__ABOUT THIS EXERCISE__:
Only a number is wanted: how many lines of the entries include the string "status"?

__RECORDS PROVIDED__:
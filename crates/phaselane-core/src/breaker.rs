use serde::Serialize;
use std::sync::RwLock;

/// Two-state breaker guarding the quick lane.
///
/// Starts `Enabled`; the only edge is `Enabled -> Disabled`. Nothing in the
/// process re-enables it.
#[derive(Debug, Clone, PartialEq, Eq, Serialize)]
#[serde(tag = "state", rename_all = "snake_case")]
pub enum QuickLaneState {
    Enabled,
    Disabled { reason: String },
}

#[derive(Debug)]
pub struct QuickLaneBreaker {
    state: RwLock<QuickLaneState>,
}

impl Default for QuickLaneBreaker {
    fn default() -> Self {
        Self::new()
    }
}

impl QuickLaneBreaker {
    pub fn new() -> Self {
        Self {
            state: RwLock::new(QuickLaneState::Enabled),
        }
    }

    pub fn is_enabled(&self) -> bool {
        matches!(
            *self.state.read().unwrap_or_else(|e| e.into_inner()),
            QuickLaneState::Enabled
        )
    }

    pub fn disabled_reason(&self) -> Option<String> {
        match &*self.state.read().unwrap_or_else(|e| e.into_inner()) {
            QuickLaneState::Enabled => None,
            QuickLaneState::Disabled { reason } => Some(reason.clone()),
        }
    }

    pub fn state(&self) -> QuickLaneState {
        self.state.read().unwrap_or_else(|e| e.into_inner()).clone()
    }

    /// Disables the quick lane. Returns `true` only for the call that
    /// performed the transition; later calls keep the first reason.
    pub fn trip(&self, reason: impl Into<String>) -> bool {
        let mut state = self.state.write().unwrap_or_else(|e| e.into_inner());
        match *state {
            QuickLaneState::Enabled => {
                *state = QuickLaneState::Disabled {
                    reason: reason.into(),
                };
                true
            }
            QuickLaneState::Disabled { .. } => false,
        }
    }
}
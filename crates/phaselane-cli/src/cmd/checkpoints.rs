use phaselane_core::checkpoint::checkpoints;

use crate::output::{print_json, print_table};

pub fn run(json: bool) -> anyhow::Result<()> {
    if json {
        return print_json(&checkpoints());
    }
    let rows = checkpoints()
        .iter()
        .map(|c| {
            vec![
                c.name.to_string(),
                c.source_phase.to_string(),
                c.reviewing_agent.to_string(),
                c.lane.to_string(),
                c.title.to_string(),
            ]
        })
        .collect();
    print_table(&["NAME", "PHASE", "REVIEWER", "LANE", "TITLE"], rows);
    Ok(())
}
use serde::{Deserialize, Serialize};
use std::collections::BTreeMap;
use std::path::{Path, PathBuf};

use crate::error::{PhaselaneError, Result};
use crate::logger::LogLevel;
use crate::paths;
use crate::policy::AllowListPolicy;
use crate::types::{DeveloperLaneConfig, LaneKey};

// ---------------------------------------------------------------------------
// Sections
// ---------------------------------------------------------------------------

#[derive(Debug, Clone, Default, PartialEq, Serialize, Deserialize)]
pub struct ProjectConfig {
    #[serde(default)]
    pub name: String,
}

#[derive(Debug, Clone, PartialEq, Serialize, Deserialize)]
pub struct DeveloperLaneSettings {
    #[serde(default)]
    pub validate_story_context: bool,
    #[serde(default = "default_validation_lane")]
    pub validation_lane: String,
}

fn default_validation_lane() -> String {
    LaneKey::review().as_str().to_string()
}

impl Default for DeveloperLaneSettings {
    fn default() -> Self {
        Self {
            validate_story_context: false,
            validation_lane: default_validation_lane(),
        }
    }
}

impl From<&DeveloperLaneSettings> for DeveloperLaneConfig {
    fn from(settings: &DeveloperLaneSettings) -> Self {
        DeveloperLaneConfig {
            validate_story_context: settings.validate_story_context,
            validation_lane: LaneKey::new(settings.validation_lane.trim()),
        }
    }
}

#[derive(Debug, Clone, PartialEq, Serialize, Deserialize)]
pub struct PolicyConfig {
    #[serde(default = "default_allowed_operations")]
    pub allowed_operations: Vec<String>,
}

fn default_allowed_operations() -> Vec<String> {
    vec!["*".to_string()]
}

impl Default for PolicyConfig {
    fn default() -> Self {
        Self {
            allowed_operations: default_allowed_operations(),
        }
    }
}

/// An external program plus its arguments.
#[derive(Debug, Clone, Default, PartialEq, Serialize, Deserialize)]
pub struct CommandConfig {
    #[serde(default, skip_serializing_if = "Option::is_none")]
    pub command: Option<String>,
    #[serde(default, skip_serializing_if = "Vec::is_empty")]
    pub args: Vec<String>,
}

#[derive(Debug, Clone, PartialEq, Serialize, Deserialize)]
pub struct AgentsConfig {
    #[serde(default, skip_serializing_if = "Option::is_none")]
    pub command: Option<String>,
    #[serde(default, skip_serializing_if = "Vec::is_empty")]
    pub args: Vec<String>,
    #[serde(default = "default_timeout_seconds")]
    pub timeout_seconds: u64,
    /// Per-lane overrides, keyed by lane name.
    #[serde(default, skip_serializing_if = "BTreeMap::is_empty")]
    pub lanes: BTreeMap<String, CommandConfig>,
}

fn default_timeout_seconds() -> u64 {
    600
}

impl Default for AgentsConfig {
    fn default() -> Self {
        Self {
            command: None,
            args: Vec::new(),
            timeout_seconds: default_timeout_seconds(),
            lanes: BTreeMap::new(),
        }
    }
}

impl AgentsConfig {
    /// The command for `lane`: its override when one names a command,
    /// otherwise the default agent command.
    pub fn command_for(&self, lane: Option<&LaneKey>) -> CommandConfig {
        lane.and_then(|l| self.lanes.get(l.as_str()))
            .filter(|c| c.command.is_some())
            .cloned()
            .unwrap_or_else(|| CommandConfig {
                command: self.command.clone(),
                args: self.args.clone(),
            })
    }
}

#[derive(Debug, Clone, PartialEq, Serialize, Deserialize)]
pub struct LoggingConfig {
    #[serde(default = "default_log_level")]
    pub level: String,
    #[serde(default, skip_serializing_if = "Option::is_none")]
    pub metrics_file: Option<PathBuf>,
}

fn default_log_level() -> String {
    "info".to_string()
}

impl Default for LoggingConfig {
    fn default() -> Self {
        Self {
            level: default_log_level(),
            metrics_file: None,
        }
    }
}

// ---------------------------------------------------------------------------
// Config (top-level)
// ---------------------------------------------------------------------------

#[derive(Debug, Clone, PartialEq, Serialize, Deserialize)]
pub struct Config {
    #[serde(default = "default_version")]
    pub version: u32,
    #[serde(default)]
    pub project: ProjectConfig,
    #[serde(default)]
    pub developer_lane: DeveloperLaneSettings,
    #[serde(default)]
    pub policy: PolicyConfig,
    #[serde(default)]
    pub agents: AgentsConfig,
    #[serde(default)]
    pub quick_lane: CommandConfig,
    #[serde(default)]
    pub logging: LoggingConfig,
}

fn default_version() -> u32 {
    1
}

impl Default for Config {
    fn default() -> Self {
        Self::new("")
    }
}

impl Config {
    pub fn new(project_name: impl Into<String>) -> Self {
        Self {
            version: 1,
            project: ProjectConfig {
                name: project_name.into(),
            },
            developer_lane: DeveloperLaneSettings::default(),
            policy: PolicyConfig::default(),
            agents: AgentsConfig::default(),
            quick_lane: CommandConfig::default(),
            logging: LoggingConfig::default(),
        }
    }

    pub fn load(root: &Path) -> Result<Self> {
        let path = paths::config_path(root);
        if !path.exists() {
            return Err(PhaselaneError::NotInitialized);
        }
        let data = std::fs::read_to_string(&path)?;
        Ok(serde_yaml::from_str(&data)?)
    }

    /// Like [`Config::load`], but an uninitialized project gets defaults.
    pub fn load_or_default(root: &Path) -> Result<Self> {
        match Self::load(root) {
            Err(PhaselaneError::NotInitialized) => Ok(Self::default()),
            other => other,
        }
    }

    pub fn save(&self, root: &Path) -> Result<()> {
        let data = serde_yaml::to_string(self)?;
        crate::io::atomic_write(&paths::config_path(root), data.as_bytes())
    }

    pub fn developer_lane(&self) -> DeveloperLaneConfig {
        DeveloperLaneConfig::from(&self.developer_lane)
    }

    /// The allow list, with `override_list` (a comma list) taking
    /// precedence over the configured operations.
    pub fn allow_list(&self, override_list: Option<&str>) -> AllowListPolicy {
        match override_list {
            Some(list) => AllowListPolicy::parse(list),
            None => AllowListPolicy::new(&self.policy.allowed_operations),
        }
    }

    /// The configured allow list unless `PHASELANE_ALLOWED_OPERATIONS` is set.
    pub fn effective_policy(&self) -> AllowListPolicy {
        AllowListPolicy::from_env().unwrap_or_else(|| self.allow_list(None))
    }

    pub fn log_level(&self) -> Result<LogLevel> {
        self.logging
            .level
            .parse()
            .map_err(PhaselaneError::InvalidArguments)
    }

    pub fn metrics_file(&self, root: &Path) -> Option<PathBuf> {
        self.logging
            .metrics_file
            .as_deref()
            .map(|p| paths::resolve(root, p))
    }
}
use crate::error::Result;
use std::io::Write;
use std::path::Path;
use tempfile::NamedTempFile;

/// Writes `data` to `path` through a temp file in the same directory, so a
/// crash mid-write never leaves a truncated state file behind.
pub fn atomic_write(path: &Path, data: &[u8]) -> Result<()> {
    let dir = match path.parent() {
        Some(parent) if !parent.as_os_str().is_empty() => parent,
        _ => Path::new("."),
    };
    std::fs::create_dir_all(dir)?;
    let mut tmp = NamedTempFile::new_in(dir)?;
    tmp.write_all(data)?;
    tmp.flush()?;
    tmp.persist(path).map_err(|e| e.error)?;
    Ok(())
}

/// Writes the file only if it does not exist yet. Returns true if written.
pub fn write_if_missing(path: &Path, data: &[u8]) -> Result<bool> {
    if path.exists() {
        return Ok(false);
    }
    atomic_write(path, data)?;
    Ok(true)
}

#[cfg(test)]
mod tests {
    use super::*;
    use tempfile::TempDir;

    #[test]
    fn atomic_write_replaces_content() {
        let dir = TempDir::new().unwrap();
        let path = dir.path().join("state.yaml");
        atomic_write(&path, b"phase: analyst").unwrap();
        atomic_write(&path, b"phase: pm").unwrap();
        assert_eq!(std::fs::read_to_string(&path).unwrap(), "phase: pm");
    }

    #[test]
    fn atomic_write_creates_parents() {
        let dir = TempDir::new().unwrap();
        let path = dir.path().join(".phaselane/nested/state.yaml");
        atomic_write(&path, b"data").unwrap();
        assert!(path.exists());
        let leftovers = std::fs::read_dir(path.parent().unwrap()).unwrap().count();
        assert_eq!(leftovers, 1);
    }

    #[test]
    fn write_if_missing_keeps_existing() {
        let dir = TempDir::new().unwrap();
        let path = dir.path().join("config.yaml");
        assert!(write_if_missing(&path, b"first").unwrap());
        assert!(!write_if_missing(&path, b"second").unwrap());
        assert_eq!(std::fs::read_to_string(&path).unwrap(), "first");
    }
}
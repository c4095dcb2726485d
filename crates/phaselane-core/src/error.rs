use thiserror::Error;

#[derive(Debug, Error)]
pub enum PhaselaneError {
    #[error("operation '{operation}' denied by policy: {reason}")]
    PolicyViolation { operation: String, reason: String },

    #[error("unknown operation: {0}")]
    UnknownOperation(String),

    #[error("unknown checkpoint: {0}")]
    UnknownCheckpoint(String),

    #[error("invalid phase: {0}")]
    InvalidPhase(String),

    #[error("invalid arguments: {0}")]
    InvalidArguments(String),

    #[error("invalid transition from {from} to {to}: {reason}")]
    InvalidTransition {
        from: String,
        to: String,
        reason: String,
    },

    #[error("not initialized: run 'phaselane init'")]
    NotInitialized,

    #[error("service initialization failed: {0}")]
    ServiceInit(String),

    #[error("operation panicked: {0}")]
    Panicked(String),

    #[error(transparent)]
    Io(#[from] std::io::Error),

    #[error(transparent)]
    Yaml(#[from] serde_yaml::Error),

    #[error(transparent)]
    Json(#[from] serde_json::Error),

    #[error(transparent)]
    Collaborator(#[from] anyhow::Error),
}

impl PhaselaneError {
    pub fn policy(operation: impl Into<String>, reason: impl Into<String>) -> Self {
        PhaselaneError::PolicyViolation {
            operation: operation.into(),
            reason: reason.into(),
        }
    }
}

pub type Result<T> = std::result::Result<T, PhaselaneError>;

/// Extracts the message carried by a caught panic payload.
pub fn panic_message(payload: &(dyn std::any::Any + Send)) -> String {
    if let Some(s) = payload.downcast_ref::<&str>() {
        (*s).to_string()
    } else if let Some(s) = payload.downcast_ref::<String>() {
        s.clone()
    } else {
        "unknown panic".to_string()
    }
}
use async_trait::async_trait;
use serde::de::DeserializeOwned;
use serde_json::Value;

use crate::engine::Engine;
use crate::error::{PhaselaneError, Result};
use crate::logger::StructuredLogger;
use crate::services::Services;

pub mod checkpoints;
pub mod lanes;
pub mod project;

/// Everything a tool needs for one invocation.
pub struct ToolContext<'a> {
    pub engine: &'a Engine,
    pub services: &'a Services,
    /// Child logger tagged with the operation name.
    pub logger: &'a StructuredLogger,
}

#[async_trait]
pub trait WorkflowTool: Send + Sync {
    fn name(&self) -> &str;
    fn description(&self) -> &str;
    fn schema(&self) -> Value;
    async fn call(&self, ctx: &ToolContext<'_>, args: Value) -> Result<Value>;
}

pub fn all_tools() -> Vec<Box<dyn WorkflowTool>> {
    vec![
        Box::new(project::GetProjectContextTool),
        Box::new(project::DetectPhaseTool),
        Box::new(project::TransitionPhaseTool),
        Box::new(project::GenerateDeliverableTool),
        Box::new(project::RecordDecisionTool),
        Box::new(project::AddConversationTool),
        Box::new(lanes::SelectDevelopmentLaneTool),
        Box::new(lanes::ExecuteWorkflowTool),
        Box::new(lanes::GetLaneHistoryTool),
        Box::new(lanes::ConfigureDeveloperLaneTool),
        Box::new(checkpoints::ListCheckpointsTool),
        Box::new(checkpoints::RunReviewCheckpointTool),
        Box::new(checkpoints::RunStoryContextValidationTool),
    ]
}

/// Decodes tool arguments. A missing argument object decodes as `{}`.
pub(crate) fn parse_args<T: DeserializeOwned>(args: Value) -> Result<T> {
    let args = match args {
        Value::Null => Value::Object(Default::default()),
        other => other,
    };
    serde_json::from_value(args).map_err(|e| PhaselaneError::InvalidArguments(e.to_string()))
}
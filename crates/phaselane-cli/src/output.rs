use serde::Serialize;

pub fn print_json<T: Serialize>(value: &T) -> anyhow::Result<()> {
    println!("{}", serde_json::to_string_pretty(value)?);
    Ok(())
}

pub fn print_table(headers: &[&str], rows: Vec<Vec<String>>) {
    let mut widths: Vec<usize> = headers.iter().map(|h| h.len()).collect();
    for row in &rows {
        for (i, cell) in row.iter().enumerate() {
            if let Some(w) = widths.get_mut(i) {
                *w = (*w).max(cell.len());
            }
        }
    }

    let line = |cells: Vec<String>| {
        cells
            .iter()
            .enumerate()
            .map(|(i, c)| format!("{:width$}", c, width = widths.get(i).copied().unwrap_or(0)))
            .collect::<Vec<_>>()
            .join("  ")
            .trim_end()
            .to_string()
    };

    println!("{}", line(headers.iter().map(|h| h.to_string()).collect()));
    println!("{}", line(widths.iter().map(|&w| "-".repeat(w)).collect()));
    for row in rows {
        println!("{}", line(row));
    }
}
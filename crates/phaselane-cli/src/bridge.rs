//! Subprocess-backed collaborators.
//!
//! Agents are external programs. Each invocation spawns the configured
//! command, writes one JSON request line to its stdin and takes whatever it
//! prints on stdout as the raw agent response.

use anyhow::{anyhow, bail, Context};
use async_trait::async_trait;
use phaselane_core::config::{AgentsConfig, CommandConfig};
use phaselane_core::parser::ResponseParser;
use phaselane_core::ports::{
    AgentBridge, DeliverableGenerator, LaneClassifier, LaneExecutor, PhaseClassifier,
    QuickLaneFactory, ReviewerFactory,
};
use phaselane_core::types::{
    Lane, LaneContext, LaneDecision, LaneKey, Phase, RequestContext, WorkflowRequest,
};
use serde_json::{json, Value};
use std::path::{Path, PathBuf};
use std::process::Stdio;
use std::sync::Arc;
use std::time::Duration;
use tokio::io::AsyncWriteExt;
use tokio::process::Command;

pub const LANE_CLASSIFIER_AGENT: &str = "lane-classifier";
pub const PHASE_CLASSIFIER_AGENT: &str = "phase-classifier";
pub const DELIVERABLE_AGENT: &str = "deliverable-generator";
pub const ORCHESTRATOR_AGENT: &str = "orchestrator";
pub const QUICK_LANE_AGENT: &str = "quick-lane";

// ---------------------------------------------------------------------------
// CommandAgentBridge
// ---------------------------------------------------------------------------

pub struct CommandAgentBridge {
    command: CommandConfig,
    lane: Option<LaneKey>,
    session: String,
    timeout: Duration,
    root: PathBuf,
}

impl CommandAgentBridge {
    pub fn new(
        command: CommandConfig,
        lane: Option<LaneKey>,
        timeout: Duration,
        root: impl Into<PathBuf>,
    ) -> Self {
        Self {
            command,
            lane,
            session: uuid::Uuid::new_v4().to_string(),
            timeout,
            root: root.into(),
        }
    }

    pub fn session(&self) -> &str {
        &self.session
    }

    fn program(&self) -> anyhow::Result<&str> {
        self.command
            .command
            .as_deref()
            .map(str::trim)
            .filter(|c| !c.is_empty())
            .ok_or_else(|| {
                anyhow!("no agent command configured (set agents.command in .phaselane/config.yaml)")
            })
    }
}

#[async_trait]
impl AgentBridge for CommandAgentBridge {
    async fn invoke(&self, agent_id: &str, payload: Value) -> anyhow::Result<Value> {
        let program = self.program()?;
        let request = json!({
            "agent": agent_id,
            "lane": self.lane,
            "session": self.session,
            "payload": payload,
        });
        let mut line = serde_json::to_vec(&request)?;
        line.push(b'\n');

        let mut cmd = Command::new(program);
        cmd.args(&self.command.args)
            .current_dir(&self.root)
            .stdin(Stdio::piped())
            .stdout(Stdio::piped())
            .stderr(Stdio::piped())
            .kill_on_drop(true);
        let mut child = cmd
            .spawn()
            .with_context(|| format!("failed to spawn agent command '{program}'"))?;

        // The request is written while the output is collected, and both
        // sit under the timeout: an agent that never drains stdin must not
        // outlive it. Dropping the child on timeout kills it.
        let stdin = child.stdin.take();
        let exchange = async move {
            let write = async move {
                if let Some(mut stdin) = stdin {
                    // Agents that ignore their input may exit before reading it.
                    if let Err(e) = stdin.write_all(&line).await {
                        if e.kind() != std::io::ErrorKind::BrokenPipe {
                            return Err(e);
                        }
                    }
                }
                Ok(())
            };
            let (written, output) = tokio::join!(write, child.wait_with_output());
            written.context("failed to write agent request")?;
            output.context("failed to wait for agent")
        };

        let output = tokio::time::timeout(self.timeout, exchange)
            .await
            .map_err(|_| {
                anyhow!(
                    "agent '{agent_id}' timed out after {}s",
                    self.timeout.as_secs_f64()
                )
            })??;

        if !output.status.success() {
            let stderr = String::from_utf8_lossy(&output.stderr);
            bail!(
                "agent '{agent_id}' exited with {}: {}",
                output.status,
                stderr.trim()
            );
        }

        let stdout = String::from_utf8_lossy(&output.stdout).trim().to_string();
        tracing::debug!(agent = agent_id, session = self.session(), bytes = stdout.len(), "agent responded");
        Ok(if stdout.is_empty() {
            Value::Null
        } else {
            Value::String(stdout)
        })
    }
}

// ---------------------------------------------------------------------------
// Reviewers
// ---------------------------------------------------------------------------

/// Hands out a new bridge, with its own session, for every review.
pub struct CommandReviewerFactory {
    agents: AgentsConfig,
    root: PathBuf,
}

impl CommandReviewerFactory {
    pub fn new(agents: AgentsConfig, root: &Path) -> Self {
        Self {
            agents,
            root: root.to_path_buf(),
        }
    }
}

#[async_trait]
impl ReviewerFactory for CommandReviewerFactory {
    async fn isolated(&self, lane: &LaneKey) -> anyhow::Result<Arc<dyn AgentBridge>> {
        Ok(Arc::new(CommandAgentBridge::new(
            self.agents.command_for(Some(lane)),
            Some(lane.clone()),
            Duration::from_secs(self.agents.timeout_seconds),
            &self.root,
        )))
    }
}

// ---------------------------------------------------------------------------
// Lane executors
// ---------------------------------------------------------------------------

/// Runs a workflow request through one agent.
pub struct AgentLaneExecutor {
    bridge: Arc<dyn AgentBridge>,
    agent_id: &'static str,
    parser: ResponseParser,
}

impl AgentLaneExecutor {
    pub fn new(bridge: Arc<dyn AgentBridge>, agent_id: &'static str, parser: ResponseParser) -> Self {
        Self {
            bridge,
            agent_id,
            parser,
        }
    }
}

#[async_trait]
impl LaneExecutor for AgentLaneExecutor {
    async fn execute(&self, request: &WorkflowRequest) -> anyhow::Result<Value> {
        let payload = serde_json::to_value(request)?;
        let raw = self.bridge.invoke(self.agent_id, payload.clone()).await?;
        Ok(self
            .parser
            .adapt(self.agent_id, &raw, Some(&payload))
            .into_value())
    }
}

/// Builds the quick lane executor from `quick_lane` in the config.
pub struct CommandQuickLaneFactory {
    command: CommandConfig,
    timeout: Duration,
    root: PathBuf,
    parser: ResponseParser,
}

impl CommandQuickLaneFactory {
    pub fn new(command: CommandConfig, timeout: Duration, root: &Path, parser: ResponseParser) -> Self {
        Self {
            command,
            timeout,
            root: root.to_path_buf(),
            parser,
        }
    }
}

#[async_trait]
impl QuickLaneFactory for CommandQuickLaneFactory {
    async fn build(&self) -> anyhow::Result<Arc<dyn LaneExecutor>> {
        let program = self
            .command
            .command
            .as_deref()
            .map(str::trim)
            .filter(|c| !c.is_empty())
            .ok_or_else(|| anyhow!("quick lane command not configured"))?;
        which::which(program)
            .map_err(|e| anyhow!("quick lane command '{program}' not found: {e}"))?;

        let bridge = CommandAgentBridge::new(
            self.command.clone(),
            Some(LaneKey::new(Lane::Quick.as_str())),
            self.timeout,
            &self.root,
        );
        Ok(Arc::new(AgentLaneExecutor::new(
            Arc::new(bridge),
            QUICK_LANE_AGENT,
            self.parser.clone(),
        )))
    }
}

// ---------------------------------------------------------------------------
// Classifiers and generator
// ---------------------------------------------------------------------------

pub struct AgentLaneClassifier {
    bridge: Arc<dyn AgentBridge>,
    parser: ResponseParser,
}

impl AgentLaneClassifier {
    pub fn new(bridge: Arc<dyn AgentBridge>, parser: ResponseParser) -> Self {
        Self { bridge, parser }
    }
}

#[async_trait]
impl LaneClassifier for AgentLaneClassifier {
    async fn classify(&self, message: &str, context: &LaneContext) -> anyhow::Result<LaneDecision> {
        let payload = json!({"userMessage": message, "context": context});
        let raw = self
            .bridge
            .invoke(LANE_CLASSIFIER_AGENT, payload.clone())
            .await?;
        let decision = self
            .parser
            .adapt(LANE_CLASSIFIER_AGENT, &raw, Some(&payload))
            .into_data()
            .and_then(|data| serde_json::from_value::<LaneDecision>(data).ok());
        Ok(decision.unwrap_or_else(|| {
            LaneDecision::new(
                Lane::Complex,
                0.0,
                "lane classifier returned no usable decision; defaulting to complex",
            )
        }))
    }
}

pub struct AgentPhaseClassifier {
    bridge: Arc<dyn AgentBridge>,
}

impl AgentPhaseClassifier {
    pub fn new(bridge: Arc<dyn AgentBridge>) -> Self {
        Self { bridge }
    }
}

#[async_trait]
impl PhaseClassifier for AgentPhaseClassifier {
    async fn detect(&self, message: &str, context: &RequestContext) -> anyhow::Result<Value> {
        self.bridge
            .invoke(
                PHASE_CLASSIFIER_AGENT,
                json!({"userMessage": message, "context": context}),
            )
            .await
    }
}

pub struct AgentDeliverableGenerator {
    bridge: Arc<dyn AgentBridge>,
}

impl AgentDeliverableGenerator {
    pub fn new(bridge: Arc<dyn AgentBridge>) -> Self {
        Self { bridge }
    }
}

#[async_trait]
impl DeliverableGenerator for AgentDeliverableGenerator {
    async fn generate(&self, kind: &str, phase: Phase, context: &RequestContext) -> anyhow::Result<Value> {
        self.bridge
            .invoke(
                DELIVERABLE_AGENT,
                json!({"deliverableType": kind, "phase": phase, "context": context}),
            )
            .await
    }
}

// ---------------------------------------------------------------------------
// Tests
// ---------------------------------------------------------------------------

__RESPONSE FOR THIS EXERCISE__:
2